### DATA SHOWN
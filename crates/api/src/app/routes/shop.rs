use std::sync::Arc;

use axum::{
    Json,
    body::Bytes,
    extract::{Extension, Path},
    http::{HeaderMap, StatusCode, header},
    response::IntoResponse,
};

use yakshop_herd::{HerdFormat, parse_herd};
use yakshop_shop::FulfillmentStatus;

use crate::app::services::ShopService;
use crate::app::{dto, errors};

/// Run a day-stepping operation on the blocking pool. Advancing far ahead
/// holds the shop lock for the whole simulation.
async fn simulate<R, F>(service: Arc<ShopService>, f: F) -> Result<R, axum::response::Response>
where
    R: Send + 'static,
    F: FnOnce(&ShopService) -> R + Send + 'static,
{
    tokio::task::spawn_blocking(move || f(&service)).await.map_err(|e| {
        errors::json_error(
            StatusCode::INTERNAL_SERVER_ERROR,
            "internal_error",
            format!("simulation task failed: {e}"),
        )
    })
}

pub async fn load(
    Extension(service): Extension<Arc<ShopService>>,
    headers: HeaderMap,
    body: Bytes,
) -> axum::response::Response {
    let body = match std::str::from_utf8(&body) {
        Ok(b) => b,
        Err(_) => {
            return errors::json_error(StatusCode::BAD_REQUEST, "malformed_herd", "body is not valid UTF-8");
        }
    };

    let content_type = headers
        .get(header::CONTENT_TYPE)
        .and_then(|v| v.to_str().ok());
    let format = HerdFormat::detect(content_type, body);

    let herd = match parse_herd(format, body) {
        Ok(h) => h,
        Err(e) => return errors::import_error_to_response(e),
    };

    let animals = service.load(herd);
    tracing::info!(animals, ?format, "new herd loaded");

    StatusCode::RESET_CONTENT.into_response()
}

pub async fn stock(
    Extension(service): Extension<Arc<ShopService>>,
    Path(day): Path<String>,
) -> axum::response::Response {
    let day = match dto::parse_day(&service, &day) {
        Ok(d) => d,
        Err(res) => return res,
    };

    match simulate(service, move |s| s.stock_at(day)).await {
        Ok(report) => (StatusCode::OK, Json(report)).into_response(),
        Err(res) => res,
    }
}

pub async fn herd(
    Extension(service): Extension<Arc<ShopService>>,
    Path(day): Path<String>,
) -> axum::response::Response {
    let day = match dto::parse_day(&service, &day) {
        Ok(d) => d,
        Err(res) => return res,
    };

    match simulate(service, move |s| s.herd_at(day)).await {
        Ok(report) => (StatusCode::OK, Json(report)).into_response(),
        Err(res) => res,
    }
}

pub async fn order(
    Extension(service): Extension<Arc<ShopService>>,
    Path(day): Path<String>,
    body: Bytes,
) -> axum::response::Response {
    let day = match dto::parse_day(&service, &day) {
        Ok(d) => d,
        Err(res) => return res,
    };

    let order = match dto::parse_order(&body) {
        Ok(o) => o,
        Err(res) => return res,
    };

    let fulfillment = match simulate(service, move |s| s.order_at(day, &order)).await {
        Ok(f) => f,
        Err(res) => return res,
    };

    let status = match fulfillment.status {
        FulfillmentStatus::Created => StatusCode::CREATED,
        FulfillmentStatus::Partial => StatusCode::PARTIAL_CONTENT,
        FulfillmentStatus::NotFound => StatusCode::NOT_FOUND,
    };

    (status, Json(fulfillment.shipped)).into_response()
}
use anyhow::Context;

use yakshop_api::ApiConfig;

#[tokio::main]
async fn main() -> anyhow::Result<()> {
    yakshop_observability::init();

    let config = ApiConfig::from_env().context("invalid configuration")?;
    tracing::info!(max_day = config.max_day, "configuration loaded");

    let app = yakshop_api::app::build_app(&config);

    let listener = tokio::net::TcpListener::bind(config.bind_addr)
        .await
        .with_context(|| format!("failed to bind {}", config.bind_addr))?;

    tracing::info!("listening on {}", listener.local_addr()?);

    axum::serve(listener, app).await.context("server error")?;
    Ok(())
}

### AIM OF THE EXERCISE
Recreate the listing exactly, so that each entry reads as before.

### RESULT
filename crates/api/src/app/routes/shop.rs
use std::sync::Arc;

use axum::{
    Json,
    body::Bytes,
    extract::{Extension, Path},
    http::{HeaderMap, StatusCode, header},
    response::IntoResponse,
};

use yakshop_herd::{HerdFormat, parse_herd};
use yakshop_shop::FulfillmentStatus;

use crate::app::services::ShopService;
use crate::app::{dto, errors};

/// Run a day-stepping operation on the blocking pool. Advancing far ahead
/// holds the shop lock for the whole simulation.
async fn simulate<R, F>(service: Arc<ShopService>, f: F) -> Result<R, axum::response::Response>
where
    R: Send + 'static,
    F: FnOnce(&ShopService) -> R + Send + 'static,
{
    tokio::task::spawn_blocking(move || f(&service)).await.map_err(|e| {
        errors::json_error(
            StatusCode::INTERNAL_SERVER_ERROR,
            "internal_error",
            format!("simulation task failed: {e}"),
        )
    })
}

pub async fn load(
    Extension(service): Extension<Arc<ShopService>>,
    headers: HeaderMap,
    body: Bytes,
) -> axum::response::Response {
    let body = match std::str::from_utf8(&body) {
        Ok(b) => b,
        Err(_) => {
            return errors::json_error(StatusCode::BAD_REQUEST, "malformed_herd", "body is not valid UTF-8");
        }
    };

    let content_type = headers
        .get(header::CONTENT_TYPE)
        .and_then(|v| v.to_str().ok());
    let format = HerdFormat::detect(content_type, body);

    let herd = match parse_herd(format, body) {
        Ok(h) => h,
        Err(e) => return errors::import_error_to_response(e),
    };

    let animals = service.load(herd);
    tracing::info!(animals, ?format, "new herd loaded");

    StatusCode::RESET_CONTENT.into_response()
}

pub async fn stock(
    Extension(service): Extension<Arc<ShopService>>,
    Path(day): Path<String>,
) -> axum::response::Response {
    let day = match dto::parse_day(&service, &day) {
        Ok(d) => d,
        Err(res) => return res,
    };

    match simulate(service, move |s| s.stock_at(day)).await {
        Ok(report) => (StatusCode::OK, Json(report)).into_response(),
        Err(res) => res,
    }
}

pub async fn herd(
    Extension(service): Extension<Arc<ShopService>>,
    Path(day): Path<String>,
) -> axum::response::Response {
    let day = match dto::parse_day(&service, &day) {
        Ok(d) => d,
        Err(res) => return res,
    };

    match simulate(service, move |s| s.herd_at(day)).await {
        Ok(report) => (StatusCode::OK, Json(report)).into_response(),
        Err(res) => res,
    }
}

pub async fn order(
    Extension(service): Extension<Arc<ShopService>>,
    Path(day): Path<String>,
    body: Bytes,
) -> axum::response::Response {
    let day = match dto::parse_day(&service, &day) {
        Ok(d) => d,
        Err(res) => return res,
    };

    let order = match dto::parse_order(&body) {
        Ok(o) => o,
        Err(res) => return res,
    };

    let fulfillment = match simulate(service, move |s| s.order_at(day, &order)).await {
        Ok(f) => f,
        Err(res) => return res,
    };

    let status = match fulfillment.status {
        FulfillmentStatus::Created => StatusCode::CREATED,
        FulfillmentStatus::Partial => StatusCode::PARTIAL_CONTENT,
        FulfillmentStatus::NotFound => StatusCode::NOT_FOUND,
    };

    (status, Json(fulfillment.shipped)).into_response()
}
use anyhow::Context;

use yakshop_api::ApiConfig;

#[tokio::main]
async fn main() -> anyhow::Result<()> {
    yakshop_observability::init();

    let config = ApiConfig::from_env().context("invalid configuration")?;
    tracing::info!(max_day = config.max_day, "configuration loaded");

    let app = yakshop_api::app::build_app(&config);

    let listener = tokio::net::TcpListener::bind(config.bind_addr)
        .await
        .with_context(|| format!("failed to bind {}", config.bind_addr))?;

    tracing::info!("listening on {}", listener.local_addr()?);

    axum::serve(listener, app).await.context("server error")?;
    Ok(())
}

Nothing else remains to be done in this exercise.